A number of disparate clinical syndromes have been loosely grouped together under the leading of diseases of DNA repair. More logically they should perhaps be termed diseases of diminished capacity to cope with DNA damage, since in only three has defective DNA repair been established as a basis so far. These are xeroderma pigmentosum, ataxia telangiectasia and Fanconi's anaemia. Increased sensitivity may be to radiation, to particular types of chemical mutagens, or to both. This sensitivity may be reflected in an increased liability to chromosome aberrations, decreased cell survival in culture and, in some cases only, increased mutagenesis. In many cases there is an associated increased liability to develop malignant tumours. These syndromes are genetically autosomal recessive so that it is the relatively rare homozygotes which display the full clinical picture. In some cases, however, the heterozygotes share the increased liability to cancer: since these are of relatively high frequency, they may be quantitatively important in the genetics of some human cancers including leukaemias.
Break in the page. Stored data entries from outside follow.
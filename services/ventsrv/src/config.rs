//! Configuration for the vent bridge service
//!
//! Loaded from an optional YAML file with `VENTSRV_`-prefixed environment
//! variable overrides on top of compiled-in defaults.

use std::path::Path;

use figment::{
    providers::{Env, Format, Serialized, Yaml},
    Figment,
};
use serde::{Deserialize, Serialize};
use vent_modbus::SerialSettings;

use crate::error::{Result, VentsrvError};

/// Main configuration structure
#[derive(Debug, Clone, Serialize, Deserialize)]
pub struct Config {
    /// Service configuration
    #[serde(default)]
    pub service: ServiceConfig,

    /// Serial bus line settings
    #[serde(default)]
    pub serial: SerialSettings,

    /// Bus scheduling configuration
    #[serde(default)]
    pub bus: BusConfig,

    /// Log level
    #[serde(default = "default_log_level")]
    pub log_level: String,
}

/// Service configuration
#[derive(Debug, Clone, Serialize, Deserialize)]
pub struct ServiceConfig {
    /// Service name
    #[serde(default = "default_service_name")]
    pub name: String,

    /// Bind host
    #[serde(default = "default_host")]
    pub host: String,

    /// Service port
    #[serde(default = "default_port")]
    pub port: u16,
}

/// Bus scheduling configuration
#[derive(Debug, Clone, Serialize, Deserialize)]
pub struct BusConfig {
    /// Delay between consecutive queries in a bulk status run, in
    /// milliseconds. Keeps the half-duplex line from saturating.
    #[serde(default = "default_pacing_delay_ms")]
    pub pacing_delay_ms: u64,
}

impl Config {
    /// Load configuration from an optional YAML file plus environment
    pub fn load(path: Option<&Path>) -> Result<Self> {
        let mut figment = Figment::new().merge(Serialized::defaults(Config::default()));

        figment = match path {
            Some(path) => figment.merge(Yaml::file(path)),
            None => figment.merge(Yaml::file("config/ventsrv.yaml")),
        };

        figment
            .merge(Env::prefixed("VENTSRV_").split("_"))
            .extract()
            .map_err(|e| VentsrvError::ConfigError(format!("Failed to load config: {}", e)))
    }
}

impl Default for Config {
    fn default() -> Self {
        Config {
            service: ServiceConfig::default(),
            serial: SerialSettings::default(),
            bus: BusConfig::default(),
            log_level: default_log_level(),
        }
    }
}

impl Default for ServiceConfig {
    fn default() -> Self {
        ServiceConfig {
            name: default_service_name(),
            host: default_host(),
            port: default_port(),
        }
    }
}

impl Default for BusConfig {
    fn default() -> Self {
        BusConfig {
            pacing_delay_ms: default_pacing_delay_ms(),
        }
    }
}

// Default value functions
fn default_service_name() -> String {
    "ventsrv".to_string()
}

fn default_host() -> String {
    "0.0.0.0".to_string()
}

fn default_port() -> u16 {
    6090
}

fn default_pacing_delay_ms() -> u64 {
    100
}

fn default_log_level() -> String {
    "info".to_string()
}
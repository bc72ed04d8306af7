//! Modbus RTU client for HVAC field-bus devices
//!
//! Implements the subset of Modbus the vent bridge needs: single coil and
//! register writes (FC05/FC06) and discrete input / input register reads
//! (FC02/FC04) over a half-duplex serial line. The `BusTransport` trait is
//! the contract consumed by the bridge; `RtuTransport` is the serial
//! implementation.

pub mod codec;
pub mod error;
pub mod frame;
pub mod pdu;
pub mod transport;

pub use codec::ModbusCodec;
pub use error::{ModbusError, ModbusResult};
pub use pdu::{ModbusPdu, PduBuilder, MAX_PDU_SIZE};
pub use transport::{BusTransport, RtuTransport, SerialSettings};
Immunological abnormalities are common and frequently are selective. This suggests the possibility that the repair systems whose defects are monitored by decreased capacity to cope with DNA damage may also perform functions essential to differentiation during embryonic development. At a molecular level knowledge of the fundamental defects in each of these groups of human mutants is still rudimentary. There is sufficient evidence, however, to conclude that each group is genetically heterogeneous, involving more than one gene locus, so that the total number of genes involved is probably large.